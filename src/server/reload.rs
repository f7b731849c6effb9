// src/server/reload.rs

use serde::Serialize;
use tokio::sync::broadcast;

/// Message sent to connected browsers over the live-reload socket.
#[derive(Debug, Clone, PartialEq, Eq, Serialize)]
#[serde(tag = "kind", rename_all = "lowercase")]
pub enum ReloadMessage {
    /// A compile task rewrote its outputs.
    Changed { task: String },
    /// A static asset changed; reload the page outright.
    Reload,
}

/// Fan-out hub for live-reload notifications.
///
/// Cloning shares the underlying channel: the runtime publishes, each
/// WebSocket connection subscribes. Sends are fire-and-forget; with no
/// browsers connected the message is dropped.
#[derive(Debug, Clone)]
pub struct ReloadHub {
    tx: broadcast::Sender<ReloadMessage>,
}

impl ReloadHub {
    pub fn new() -> Self {
        let (tx, _) = broadcast::channel(64);
        Self { tx }
    }

    pub fn changed(&self, task: &str) {
        let _ = self.tx.send(ReloadMessage::Changed {
            task: task.to_string(),
        });
    }

    pub fn reload(&self) {
        let _ = self.tx.send(ReloadMessage::Reload);
    }

    pub fn subscribe(&self) -> broadcast::Receiver<ReloadMessage> {
        self.tx.subscribe()
    }
}

impl Default for ReloadHub {
    fn default() -> Self {
        Self::new()
    }
}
__________________________________________________
Exercise prompt
Among the lines of the material, find those that hold the word "Serialize" and copy them.

Result for this exercise
use serde::Serialize;
#[derive(Debug, Clone, PartialEq, Eq, Serialize)]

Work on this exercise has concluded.